*** Exercise input ***

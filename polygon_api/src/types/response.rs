use serde::{Deserialize, Serialize};

/// Envelope for endpoints returning a list of records.
///
/// Fields absent from the payload decode to their defaults; a missing
/// `results` array decodes as empty.
#[derive(Serialize, Deserialize)]
pub struct ListResponse<T> {
    /// Status string reported by the API, e.g. `"OK"`.
    #[serde(default)]
    pub status: String,

    /// Server-assigned identifier for the request.
    #[serde(default)]
    pub request_id: String,

    /// Number of results in this response.
    #[serde(default)]
    pub count: Option<i64>,

    /// Records matching the query.
    #[serde(default)]
    pub results: Vec<T>,
}

/// Envelope for endpoints returning a single record.
#[derive(Serialize, Deserialize)]
pub struct Response<T> {
    /// Status string reported by the API, e.g. `"OK"`.
    #[serde(default)]
    pub status: String,

    /// Server-assigned identifier for the request.
    #[serde(default)]
    pub request_id: String,

    /// The record, when the payload carries one.
    #[serde(default)]
    pub results: Option<T>,
}
//! Shared query infrastructure: the [`Query`] trait and [`Order`].

use url::Url;

use crate::Error;

/// Trait implemented by all query builders. Provides the endpoint path and
/// URL serialization.
pub trait Query {
    /// Returns the endpoint path with required path parameters substituted
    /// verbatim. Fails with [`Error::MissingParameter`] when a required
    /// parameter is empty; this surfaces before any URL is built or any
    /// request is sent.
    fn path(&self) -> Result<String, Error>;

    /// Appends this query's parameters to the given URL, returning the
    /// modified URL. Unset options contribute no key.
    fn add_to_url(&self, url: &Url) -> Url;
}

/// Sort order for list results.
#[derive(Clone, Copy)]
pub enum Order {
    /// Ascending order (oldest/smallest first).
    Asc,
    /// Descending order (newest/largest first).
    Desc,
}

impl std::fmt::Display for Order {
    fn fmt(&self, f: &mut std::fmt::Formatter<'_>) -> std::fmt::Result {
        write!(
            f,
            "{}",
            match self {
                Order::Asc => "asc",
                Order::Desc => "desc",
            }
        )
    }
}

***

§ Problem to solve
Look through the data above. Copy every line with the string "Envelope" in it.

§ Exercise result
/// Envelope for endpoints returning a list of records.
/// Envelope for endpoints returning a single record.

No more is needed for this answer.